Problem
Return each line exactly as written. Begin with the first line of the entries and end with the line that has "resolved name —".
----- Records to use
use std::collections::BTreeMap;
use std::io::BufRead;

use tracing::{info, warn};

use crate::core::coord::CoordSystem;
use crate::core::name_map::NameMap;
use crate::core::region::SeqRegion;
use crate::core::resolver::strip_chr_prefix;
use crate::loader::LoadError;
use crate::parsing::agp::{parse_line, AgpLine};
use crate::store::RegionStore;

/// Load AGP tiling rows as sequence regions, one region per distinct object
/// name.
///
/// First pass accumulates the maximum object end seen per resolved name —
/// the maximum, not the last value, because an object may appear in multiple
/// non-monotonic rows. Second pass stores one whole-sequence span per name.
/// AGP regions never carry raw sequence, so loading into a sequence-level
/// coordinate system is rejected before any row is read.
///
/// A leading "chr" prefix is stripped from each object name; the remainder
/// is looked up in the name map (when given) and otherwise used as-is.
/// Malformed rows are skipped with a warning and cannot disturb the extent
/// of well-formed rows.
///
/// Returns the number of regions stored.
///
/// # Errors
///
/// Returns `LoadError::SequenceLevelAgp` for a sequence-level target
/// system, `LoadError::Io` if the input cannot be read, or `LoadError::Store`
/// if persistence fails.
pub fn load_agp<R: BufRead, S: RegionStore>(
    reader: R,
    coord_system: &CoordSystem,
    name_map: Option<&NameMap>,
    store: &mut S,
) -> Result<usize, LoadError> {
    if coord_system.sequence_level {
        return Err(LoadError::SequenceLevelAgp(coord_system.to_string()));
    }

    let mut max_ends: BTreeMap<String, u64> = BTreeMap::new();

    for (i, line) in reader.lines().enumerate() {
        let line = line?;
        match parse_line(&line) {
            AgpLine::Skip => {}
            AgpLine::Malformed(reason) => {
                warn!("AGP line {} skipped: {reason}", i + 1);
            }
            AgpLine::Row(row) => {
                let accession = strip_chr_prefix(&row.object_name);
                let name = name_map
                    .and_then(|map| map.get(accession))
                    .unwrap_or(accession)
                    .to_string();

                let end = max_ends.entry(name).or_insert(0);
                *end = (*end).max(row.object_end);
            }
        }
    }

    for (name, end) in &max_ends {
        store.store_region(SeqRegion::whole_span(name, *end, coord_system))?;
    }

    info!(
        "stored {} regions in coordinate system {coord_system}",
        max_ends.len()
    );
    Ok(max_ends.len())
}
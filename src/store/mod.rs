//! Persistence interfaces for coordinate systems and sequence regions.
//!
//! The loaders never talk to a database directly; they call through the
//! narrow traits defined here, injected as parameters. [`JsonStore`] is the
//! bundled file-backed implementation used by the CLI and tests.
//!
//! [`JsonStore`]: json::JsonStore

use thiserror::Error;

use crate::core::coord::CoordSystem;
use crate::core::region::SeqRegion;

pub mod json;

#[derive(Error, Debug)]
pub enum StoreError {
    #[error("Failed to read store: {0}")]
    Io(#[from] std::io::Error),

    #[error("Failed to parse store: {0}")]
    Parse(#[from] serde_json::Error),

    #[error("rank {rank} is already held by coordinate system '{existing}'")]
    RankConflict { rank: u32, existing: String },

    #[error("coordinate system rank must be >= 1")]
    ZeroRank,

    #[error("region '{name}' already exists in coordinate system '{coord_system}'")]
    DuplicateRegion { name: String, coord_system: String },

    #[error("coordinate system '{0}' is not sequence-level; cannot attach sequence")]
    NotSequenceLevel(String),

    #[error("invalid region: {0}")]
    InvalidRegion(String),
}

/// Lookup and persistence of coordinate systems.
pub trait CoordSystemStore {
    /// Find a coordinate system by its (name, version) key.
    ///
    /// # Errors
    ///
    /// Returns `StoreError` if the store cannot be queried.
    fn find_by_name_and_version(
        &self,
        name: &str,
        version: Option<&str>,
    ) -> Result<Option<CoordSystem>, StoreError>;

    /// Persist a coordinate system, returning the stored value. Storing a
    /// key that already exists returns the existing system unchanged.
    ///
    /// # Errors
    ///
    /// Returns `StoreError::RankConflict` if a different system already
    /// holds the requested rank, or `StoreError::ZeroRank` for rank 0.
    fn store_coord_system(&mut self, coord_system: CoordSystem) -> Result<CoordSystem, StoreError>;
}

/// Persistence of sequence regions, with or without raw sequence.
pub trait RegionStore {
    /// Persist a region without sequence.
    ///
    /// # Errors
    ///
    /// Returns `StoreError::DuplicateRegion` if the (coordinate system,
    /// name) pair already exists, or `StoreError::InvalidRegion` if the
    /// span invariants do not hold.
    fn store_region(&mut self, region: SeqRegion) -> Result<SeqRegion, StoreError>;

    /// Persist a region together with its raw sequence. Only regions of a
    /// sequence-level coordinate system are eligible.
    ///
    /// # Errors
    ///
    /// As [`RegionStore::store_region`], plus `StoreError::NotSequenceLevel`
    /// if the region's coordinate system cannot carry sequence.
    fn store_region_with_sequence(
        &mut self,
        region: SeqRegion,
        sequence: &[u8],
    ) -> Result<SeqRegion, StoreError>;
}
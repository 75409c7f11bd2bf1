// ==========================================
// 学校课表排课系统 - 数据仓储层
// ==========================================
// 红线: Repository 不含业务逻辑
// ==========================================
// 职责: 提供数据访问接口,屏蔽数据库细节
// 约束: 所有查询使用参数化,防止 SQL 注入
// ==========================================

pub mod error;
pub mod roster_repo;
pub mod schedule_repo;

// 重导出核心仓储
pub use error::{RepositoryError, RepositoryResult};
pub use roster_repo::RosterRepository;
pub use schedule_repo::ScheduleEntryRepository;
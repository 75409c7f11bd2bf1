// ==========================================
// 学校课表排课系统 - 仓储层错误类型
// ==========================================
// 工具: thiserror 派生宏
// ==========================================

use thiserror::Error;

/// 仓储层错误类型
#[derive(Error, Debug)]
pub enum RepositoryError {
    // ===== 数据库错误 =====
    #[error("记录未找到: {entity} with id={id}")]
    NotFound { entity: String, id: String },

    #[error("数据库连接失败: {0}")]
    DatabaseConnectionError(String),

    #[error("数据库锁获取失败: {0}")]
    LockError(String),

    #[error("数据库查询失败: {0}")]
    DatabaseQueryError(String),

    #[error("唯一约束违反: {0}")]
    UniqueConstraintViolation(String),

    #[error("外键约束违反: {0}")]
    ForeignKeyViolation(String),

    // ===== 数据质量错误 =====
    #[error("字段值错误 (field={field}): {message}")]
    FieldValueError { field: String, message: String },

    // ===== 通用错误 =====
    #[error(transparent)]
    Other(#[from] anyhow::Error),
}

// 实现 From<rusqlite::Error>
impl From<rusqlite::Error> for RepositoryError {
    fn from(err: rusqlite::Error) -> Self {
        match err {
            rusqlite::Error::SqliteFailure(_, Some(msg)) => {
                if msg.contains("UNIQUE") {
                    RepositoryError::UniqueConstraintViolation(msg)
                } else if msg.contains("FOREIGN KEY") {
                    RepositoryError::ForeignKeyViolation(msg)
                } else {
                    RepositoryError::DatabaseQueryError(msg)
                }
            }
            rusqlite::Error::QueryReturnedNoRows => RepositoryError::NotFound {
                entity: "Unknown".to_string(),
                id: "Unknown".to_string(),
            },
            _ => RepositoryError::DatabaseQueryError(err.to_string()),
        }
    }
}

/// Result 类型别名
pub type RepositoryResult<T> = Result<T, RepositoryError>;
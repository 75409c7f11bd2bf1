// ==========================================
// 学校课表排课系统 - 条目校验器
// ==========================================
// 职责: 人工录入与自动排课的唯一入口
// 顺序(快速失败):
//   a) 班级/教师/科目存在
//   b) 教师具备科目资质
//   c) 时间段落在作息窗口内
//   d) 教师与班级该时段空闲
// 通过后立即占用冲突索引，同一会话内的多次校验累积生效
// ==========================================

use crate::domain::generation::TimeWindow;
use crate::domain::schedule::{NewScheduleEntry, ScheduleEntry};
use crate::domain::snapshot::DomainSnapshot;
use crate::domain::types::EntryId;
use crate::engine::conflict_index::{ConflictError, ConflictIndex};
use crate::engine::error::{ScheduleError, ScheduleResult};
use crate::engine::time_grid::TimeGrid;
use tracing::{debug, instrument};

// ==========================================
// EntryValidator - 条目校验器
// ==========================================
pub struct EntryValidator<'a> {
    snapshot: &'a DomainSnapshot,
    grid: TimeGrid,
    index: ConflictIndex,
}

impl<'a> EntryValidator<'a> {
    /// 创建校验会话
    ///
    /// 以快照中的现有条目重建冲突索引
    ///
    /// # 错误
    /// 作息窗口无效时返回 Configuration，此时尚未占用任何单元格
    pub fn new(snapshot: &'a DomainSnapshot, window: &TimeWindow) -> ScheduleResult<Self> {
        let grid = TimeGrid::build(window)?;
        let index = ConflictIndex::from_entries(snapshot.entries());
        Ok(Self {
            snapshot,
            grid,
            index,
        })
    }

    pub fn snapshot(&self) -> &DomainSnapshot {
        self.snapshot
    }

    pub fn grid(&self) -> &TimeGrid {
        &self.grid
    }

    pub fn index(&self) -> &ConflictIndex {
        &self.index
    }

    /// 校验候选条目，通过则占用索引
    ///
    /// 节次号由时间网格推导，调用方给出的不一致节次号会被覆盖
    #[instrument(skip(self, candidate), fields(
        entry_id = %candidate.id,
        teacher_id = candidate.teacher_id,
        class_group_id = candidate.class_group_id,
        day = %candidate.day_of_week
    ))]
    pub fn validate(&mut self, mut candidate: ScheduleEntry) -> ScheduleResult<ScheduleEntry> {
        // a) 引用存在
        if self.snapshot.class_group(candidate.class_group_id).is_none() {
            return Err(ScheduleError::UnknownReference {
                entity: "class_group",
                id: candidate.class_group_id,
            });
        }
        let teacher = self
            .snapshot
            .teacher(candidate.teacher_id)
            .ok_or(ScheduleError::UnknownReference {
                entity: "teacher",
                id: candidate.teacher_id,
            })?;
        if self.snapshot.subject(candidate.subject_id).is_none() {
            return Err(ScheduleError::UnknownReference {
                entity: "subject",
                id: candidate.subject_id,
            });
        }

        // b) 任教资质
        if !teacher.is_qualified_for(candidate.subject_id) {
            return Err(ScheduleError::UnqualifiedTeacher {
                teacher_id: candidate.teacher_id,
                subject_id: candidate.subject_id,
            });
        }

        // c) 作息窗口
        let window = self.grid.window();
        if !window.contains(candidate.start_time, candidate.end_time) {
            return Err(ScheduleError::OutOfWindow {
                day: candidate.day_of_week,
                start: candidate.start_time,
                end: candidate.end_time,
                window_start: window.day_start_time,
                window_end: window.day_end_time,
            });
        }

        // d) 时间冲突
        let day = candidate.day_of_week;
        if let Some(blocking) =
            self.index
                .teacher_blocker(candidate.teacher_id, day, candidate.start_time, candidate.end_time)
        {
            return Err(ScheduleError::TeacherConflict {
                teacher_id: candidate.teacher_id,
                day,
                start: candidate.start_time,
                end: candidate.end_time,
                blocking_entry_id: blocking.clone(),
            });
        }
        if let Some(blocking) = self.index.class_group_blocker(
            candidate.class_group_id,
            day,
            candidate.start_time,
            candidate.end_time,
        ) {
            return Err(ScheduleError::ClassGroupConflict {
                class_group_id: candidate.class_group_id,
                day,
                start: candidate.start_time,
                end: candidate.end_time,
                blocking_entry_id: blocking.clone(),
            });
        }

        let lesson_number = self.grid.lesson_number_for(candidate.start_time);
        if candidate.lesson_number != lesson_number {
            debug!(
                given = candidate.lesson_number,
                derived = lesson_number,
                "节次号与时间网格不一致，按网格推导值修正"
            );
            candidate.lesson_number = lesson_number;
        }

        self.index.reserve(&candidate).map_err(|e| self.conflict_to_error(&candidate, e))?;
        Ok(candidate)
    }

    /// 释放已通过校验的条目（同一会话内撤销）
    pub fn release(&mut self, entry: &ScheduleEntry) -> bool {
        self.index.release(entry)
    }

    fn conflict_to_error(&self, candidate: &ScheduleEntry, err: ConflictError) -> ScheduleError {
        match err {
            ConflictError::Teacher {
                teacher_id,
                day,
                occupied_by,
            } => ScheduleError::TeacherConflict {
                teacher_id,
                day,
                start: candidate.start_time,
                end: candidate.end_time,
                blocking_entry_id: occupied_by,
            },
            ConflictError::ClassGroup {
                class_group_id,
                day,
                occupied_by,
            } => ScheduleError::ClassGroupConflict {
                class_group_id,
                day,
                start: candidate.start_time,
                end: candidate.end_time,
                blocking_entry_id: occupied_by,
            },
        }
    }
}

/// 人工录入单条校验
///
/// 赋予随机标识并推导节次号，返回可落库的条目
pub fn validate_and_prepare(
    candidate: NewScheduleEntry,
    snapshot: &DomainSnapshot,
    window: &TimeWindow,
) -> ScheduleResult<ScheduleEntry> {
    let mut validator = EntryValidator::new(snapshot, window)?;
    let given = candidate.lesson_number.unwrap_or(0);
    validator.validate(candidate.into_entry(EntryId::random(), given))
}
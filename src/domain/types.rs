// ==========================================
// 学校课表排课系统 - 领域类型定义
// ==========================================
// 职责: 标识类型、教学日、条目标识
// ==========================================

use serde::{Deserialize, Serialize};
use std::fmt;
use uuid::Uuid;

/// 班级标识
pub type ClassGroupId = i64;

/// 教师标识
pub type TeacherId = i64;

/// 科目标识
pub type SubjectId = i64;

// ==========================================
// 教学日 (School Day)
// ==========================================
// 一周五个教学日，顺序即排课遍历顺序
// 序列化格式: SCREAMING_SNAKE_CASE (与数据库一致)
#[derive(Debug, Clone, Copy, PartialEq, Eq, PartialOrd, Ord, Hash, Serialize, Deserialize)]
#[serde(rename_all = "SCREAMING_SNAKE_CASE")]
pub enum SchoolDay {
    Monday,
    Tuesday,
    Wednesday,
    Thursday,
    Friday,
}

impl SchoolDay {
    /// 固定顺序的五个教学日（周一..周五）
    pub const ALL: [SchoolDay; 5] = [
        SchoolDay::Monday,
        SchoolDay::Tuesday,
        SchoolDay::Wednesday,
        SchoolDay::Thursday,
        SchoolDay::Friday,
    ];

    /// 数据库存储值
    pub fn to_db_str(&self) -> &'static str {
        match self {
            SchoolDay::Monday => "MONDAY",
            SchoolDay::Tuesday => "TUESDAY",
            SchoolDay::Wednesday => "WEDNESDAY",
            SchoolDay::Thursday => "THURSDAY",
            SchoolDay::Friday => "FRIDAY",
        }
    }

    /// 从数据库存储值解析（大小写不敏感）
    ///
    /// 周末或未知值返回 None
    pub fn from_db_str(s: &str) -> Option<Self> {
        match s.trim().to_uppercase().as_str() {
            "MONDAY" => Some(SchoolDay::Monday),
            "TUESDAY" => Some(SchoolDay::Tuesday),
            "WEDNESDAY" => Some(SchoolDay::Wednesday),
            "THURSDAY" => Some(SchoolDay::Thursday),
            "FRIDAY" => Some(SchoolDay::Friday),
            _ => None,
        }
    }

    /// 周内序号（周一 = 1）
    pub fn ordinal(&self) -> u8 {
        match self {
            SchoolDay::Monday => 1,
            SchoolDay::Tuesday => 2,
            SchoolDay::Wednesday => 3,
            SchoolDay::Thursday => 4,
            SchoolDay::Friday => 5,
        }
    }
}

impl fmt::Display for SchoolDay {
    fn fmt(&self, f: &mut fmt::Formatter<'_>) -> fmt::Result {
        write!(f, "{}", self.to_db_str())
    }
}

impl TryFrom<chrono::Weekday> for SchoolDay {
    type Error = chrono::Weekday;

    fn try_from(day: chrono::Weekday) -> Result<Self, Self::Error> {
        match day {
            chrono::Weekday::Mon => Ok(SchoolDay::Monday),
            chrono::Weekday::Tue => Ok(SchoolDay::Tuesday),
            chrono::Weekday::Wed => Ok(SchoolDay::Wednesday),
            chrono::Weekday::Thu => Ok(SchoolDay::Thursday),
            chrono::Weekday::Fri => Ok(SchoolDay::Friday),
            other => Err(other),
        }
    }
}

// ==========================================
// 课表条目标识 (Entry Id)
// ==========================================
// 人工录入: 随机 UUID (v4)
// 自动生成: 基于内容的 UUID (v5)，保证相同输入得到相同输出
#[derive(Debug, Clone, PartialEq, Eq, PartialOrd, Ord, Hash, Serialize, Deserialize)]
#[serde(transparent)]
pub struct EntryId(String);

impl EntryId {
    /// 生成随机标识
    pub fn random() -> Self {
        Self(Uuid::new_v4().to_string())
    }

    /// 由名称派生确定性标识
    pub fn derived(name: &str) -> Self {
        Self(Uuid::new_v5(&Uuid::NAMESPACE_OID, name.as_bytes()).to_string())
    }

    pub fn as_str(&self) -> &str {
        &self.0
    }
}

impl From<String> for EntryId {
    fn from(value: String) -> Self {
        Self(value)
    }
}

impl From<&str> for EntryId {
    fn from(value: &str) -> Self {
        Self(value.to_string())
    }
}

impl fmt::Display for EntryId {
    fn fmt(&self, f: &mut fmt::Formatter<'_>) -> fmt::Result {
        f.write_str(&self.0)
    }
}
----------
Result for this task
use std::collections::BTreeMap;
use std::io::BufRead;

use tracing::{info, warn};

use crate::core::coord::CoordSystem;
use crate::core::name_map::NameMap;
use crate::core::region::SeqRegion;
use crate::core::resolver::strip_chr_prefix;
use crate::loader::LoadError;
use crate::parsing::agp::{parse_line, AgpLine};
use crate::store::RegionStore;

/// Load AGP tiling rows as sequence regions, one region per distinct object
/// name.
///
/// First pass accumulates the maximum object end seen per resolved name —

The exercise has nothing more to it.